Tara: Right, that makes sense. I’m going to change gears a little bit, although everything that you talked about might relate to this question which is the question we ask everyone which is, how you define success, Pam, either personally, professionally, a combination of the two? What does success mean to you?

Pam: Sure. I had to think about that quite a bit when I knew you were going to ask me about that because there’s a lot of different ways in which I define success. I’m trying to find running themes. I think the running theme professionally is helping demystify SEO and analytics for clients, whether that end client be a company we’re working with directly or another agency. The sense of relief that they express after we’ve demystified some of this for them is so gratifying. It is hard stuff to conceptualize, SEO is very, very complex and analytics too, but so important, so crucial, yet so complex and hard to understand. I get great satisfaction out of any situation with anyone which our team can demystify that for someone and make it make sense to them. I’ve been told I guess I have a knack for breaking down complex concepts into much more understandable terms and that sense of relief that people get after I do that is just so incredibly rewarding. I guess that’s the running theme professionally throughout everything that I do and that we do as a team. It’s like, that’s our end game. We really enjoy giving people that sense of relief like,” Ah, this makes sense. Now we know exactly what we need to do. It’s not a big mystery, it’s not overwhelming anymore.” Personally, I think my definition of success has changed a bit. When I first started my company, of course, I was all about success in terms of growth. We did have a lot of growth at first which was excellent. But now I’m looking at it like, “How much more do I want to grow as far as getting bigger and how does that play into work/life balance and making sure that I can still enjoy the things in life that I enjoyed personally like spending a lot of time camping when it’s nice out, and bike riding and things like that.” That’s very important. Now I’d say success for me personally is about maintaining a good work/life balance where I’ve got a good chunk of my life that’s dedicated to that professional goal, and it provides just what I need to take care of my needs and my family’s needs, but also have time to enjoy life. Life is so incredibly short in the scheme of things, and I think it’s really important to enjoy it now and make that a goal for now and not leave that a goal for later.

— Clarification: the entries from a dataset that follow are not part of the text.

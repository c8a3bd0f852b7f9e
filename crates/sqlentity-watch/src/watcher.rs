//! The modification poller.
//!
//! One background thread owns one [`LogicalConnection`] and ticks at a
//! fixed interval. A tick runs the registered tick callbacks, drains
//! the one-shot work queue, then reads the master serial. Only when the
//! master moved does it fetch the per-table serials of every watched
//! table in a single `IN (...)` query and fire the callbacks of the
//! tables that advanced, so a quiet system costs one single-row SELECT
//! per interval and a busy one at most two queries per tick.

use crate::dispatch::{Dispatcher, InlineDispatcher};
use parking_lot::{Condvar, Mutex};
use sqlentity_core::Result;
use sqlentity_session::{LogicalConnection, select_master_serial, select_modifications};
use std::collections::VecDeque;
use std::sync::Arc;
use std::sync::atomic::{AtomicBool, Ordering};
use std::thread::JoinHandle;
use std::time::Duration;

/// Poller configuration.
#[derive(Debug, Clone)]
pub struct WatchConfig {
    /// Poll interval in milliseconds
    pub poll_interval_ms: u64,
    /// Keep polling through transient failures (server processes)
    pub server_mode: bool,
    /// Consecutive failures tolerated in server mode
    pub retry_threshold: u32,
}

impl Default for WatchConfig {
    fn default() -> Self {
        Self {
            poll_interval_ms: 500,
            server_mode: false,
            retry_threshold: 10,
        }
    }
}

impl WatchConfig {
    /// Create a poller configuration with the given interval.
    pub fn new(poll_interval_ms: u64) -> Self {
        Self {
            poll_interval_ms,
            ..Default::default()
        }
    }

    /// Enable/disable server mode.
    pub fn server_mode(mut self, on: bool) -> Self {
        self.server_mode = on;
        self
    }

    /// Set the server-mode failure threshold.
    pub fn retry_threshold(mut self, n: u32) -> Self {
        self.retry_threshold = n;
        self
    }
}

type TableCallback = Arc<dyn Fn(i64) + Send + Sync>;
type TickCallback = Arc<dyn Fn() + Send + Sync>;
type ShutdownCallback = Box<dyn FnOnce() + Send>;
type Job = Box<dyn FnOnce(&mut LogicalConnection) + Send>;

/// Handle for removing a table watch.
#[derive(Debug, Clone, Copy, PartialEq, Eq)]
pub struct WatchToken(u64);

struct TableWatch {
    token: u64,
    table: String,
    last_serial: i64,
    callback: TableCallback,
}

#[derive(Default)]
struct WatchList {
    next_token: u64,
    tables: Vec<TableWatch>,
    ticks: Vec<TickCallback>,
    shutdown: Vec<ShutdownCallback>,
}

struct SharedState {
    /// Registration lock. Held only for list manipulation, never while
    /// a callback runs.
    watches: Mutex<WatchList>,
    /// One-shot jobs, under their own lock.
    jobs: Mutex<VecDeque<Job>>,
    wake: Mutex<()>,
    wakeup: Condvar,
    stop: AtomicBool,
    idle: AtomicBool,
}

/// Handle to the poller thread.
///
/// Dropping the handle stops the thread and joins it; [`terminate`]
/// does the same explicitly.
///
/// [`terminate`]: Watcher::terminate
pub struct Watcher {
    shared: Arc<SharedState>,
    thread: Option<JoinHandle<()>>,
}

impl Watcher {
    /// Start polling on `conn`, running callbacks on the poller thread.
    #[allow(clippy::result_large_err)]
    pub fn spawn(conn: LogicalConnection, config: WatchConfig) -> Result<Self> {
        Self::spawn_with(conn, config, Arc::new(InlineDispatcher))
    }

    /// Start polling with a caller-supplied callback dispatcher.
    #[allow(clippy::result_large_err)]
    pub fn spawn_with(
        conn: LogicalConnection,
        config: WatchConfig,
        dispatcher: Arc<dyn Dispatcher>,
    ) -> Result<Self> {
        let shared = Arc::new(SharedState {
            watches: Mutex::new(WatchList::default()),
            jobs: Mutex::new(VecDeque::new()),
            wake: Mutex::new(()),
            wakeup: Condvar::new(),
            stop: AtomicBool::new(false),
            idle: AtomicBool::new(false),
        });
        let thread_shared = Arc::clone(&shared);
        let thread = std::thread::Builder::new()
            .name("sqlentity-watch".to_string())
            .spawn(move || run(conn, &config, &thread_shared, dispatcher.as_ref()))?;
        Ok(Self {
            shared,
            thread: Some(thread),
        })
    }

    /// Watch a table from serial 0: every change the watcher has not
    /// yet reported for that table fires the callback, including
    /// changes from before registration once the master next moves.
    pub fn watch(
        &self,
        table: impl Into<String>,
        callback: impl Fn(i64) + Send + Sync + 'static,
    ) -> WatchToken {
        self.watch_from(table, 0, callback)
    }

    /// Watch a table from an already-observed serial; changes at or
    /// before it stay silent.
    pub fn watch_from(
        &self,
        table: impl Into<String>,
        last_serial: i64,
        callback: impl Fn(i64) + Send + Sync + 'static,
    ) -> WatchToken {
        let mut list = self.shared.watches.lock();
        list.next_token += 1;
        let token = list.next_token;
        list.tables.push(TableWatch {
            token,
            table: table.into(),
            last_serial,
            callback: Arc::new(callback),
        });
        WatchToken(token)
    }

    /// Remove a table watch. Returns false when the token is unknown.
    pub fn unwatch(&self, token: WatchToken) -> bool {
        let mut list = self.shared.watches.lock();
        let before = list.tables.len();
        list.tables.retain(|w| w.token != token.0);
        list.tables.len() != before
    }

    /// Run a callback at the start of every tick, polling or not.
    pub fn on_tick(&self, callback: impl Fn() + Send + Sync + 'static) {
        self.shared.watches.lock().ticks.push(Arc::new(callback));
    }

    /// Run a callback when the poller dies of repeated failures.
    pub fn on_shutdown(&self, callback: impl FnOnce() + Send + 'static) {
        self.shared.watches.lock().shutdown.push(Box::new(callback));
    }

    /// Queue a one-shot job for the poller's connection and wake the
    /// thread so it runs without waiting out the interval.
    pub fn run_soon(&self, job: impl FnOnce(&mut LogicalConnection) + Send + 'static) {
        self.shared.jobs.lock().push_back(Box::new(job));
        self.wake();
    }

    /// Pause or resume database polling. While idle the thread keeps
    /// ticking and draining the work queue but issues no queries.
    pub fn set_idle(&self, idle: bool) {
        self.shared.idle.store(idle, Ordering::Release);
        if !idle {
            self.wake();
        }
    }

    /// Ask the thread to stop after the current tick.
    pub fn request_stop(&self) {
        self.shared.stop.store(true, Ordering::Release);
        self.wake();
    }

    /// Stop the thread and wait for it to exit.
    pub fn terminate(mut self) {
        self.request_stop();
        if let Some(thread) = self.thread.take() {
            if thread.join().is_err() {
                tracing::error!("watcher thread panicked");
            }
        }
    }

    /// Whether the poller thread is still alive.
    pub fn is_running(&self) -> bool {
        self.thread.as_ref().is_some_and(|t| !t.is_finished())
    }

    fn wake(&self) {
        let _guard = self.shared.wake.lock();
        self.shared.wakeup.notify_all();
    }
}

impl Drop for Watcher {
    fn drop(&mut self) {
        self.shared.stop.store(true, Ordering::Release);
        self.wake();
        if let Some(thread) = self.thread.take() {
            let _ = thread.join();
        }
    }
}

fn run(
    mut conn: LogicalConnection,
    config: &WatchConfig,
    shared: &SharedState,
    dispatcher: &dyn Dispatcher,
) {
    tracing::info!(
        interval_ms = config.poll_interval_ms,
        server_mode = config.server_mode,
        "watcher started"
    );
    let interval = Duration::from_millis(config.poll_interval_ms);
    let mut last_master: Option<i64> = None;
    let mut failures: u32 = 0;

    while !shared.stop.load(Ordering::Acquire) {
        run_ticks(shared);
        run_jobs(shared, &mut conn);

        if !shared.idle.load(Ordering::Acquire) {
            match poll_once(&mut conn, shared, dispatcher, &mut last_master) {
                Ok(()) => failures = 0,
                Err(err) => {
                    failures += 1;
                    tracing::warn!(error = %err, failures, "watcher poll failed");
                    if !config.server_mode || failures > config.retry_threshold {
                        tracing::error!(failures, "watcher shutting down after poll failure");
                        run_shutdown(shared);
                        return;
                    }
                }
            }
        }

        let mut guard = shared.wake.lock();
        if shared.stop.load(Ordering::Acquire) {
            break;
        }
        if shared.jobs.lock().is_empty() {
            shared.wakeup.wait_for(&mut guard, interval);
        }
    }
    tracing::info!("watcher stopped");
}

fn run_ticks(shared: &SharedState) {
    let ticks: Vec<TickCallback> = {
        let list = shared.watches.lock();
        list.ticks.iter().map(Arc::clone).collect()
    };
    for tick in ticks {
        tick();
    }
}

fn run_jobs(shared: &SharedState, conn: &mut LogicalConnection) {
    loop {
        let job = shared.jobs.lock().pop_front();
        let Some(job) = job else { break };
        job(conn);
    }
}

/// One polling pass: master read, then the bulk per-table read when the
/// master moved. The first successful read only records the baseline.
#[allow(clippy::result_large_err)]
fn poll_once(
    conn: &mut LogicalConnection,
    shared: &SharedState,
    dispatcher: &dyn Dispatcher,
    last_master: &mut Option<i64>,
) -> Result<()> {
    let master = select_master_serial(conn)?;
    let moved = last_master.is_some_and(|last| last != master);
    *last_master = Some(master);
    if !moved {
        return Ok(());
    }
    tracing::debug!(master, "master serial moved");

    let watched: Vec<String> = {
        let list = shared.watches.lock();
        list.tables.iter().map(|w| w.table.clone()).collect()
    };
    if watched.is_empty() {
        return Ok(());
    }
    let names: Vec<&str> = watched.iter().map(String::as_str).collect();
    let serials = select_modifications(conn, &names)?;

    for (table, serial) in serials {
        notify_table(shared, dispatcher, &table, serial);
    }
    Ok(())
}

/// Fire the callbacks of every watch on `table` that has not seen
/// `serial` yet. Dispatch happens outside the registration lock, and
/// the remembered serial advances only after the callback went out.
fn notify_table(shared: &SharedState, dispatcher: &dyn Dispatcher, table: &str, serial: i64) {
    let pending: Vec<(u64, TableCallback)> = {
        let list = shared.watches.lock();
        list.tables
            .iter()
            .filter(|w| w.table == table && w.last_serial != serial)
            .map(|w| (w.token, Arc::clone(&w.callback)))
            .collect()
    };
    for (token, callback) in pending {
        tracing::debug!(table, serial, "table serial moved");
        dispatcher.dispatch(Box::new(move || callback(serial)));
        let mut list = shared.watches.lock();
        if let Some(watch) = list.tables.iter_mut().find(|w| w.token == token) {
            watch.last_serial = serial;
        }
    }
}

fn run_shutdown(shared: &SharedState) {
    let callbacks: Vec<ShutdownCallback> = {
        let mut list = shared.watches.lock();
        std::mem::take(&mut list.shutdown)
    };
    for callback in callbacks {
        callback();
    }
}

Liam: I love the, “My goals have changed. And as I think about this, I realized they’ve changed over time.” To roughly paraphrase what you said. I think that’s really interesting, that idea that has– we walk through our journeys of life and that which matters today doesn’t matter tomorrow. And two days from around the road we look back, we say, “Why did that first thing ever matter to me at all? How was relevant at all?” That’s really interesting. And the other thing that resonated with me, and I wanted to ask you a question about it, was the value and joy and professional satisfaction you get from taking the mystification of SEO and breaking it down for clients to the point where they understand and you probably feel like you’re more of a partner and less of a consultant at that point because you’re able to speak in a common language. And I wonder, going back to how you got into the job you have now, the business you own now where you started in high school– well, even at age six with the Commodore 64 and then HTML sites in high school, then taking on various technological tasks for that company that you worked in until, eventually, you’re building an eCommerce site and helping them market and grow division. How much of your ability to break complex concepts down in digestible elements, how closely does that relate to the way that you approach learning complex tasks, learning something new tech? How does that interplay come about for you?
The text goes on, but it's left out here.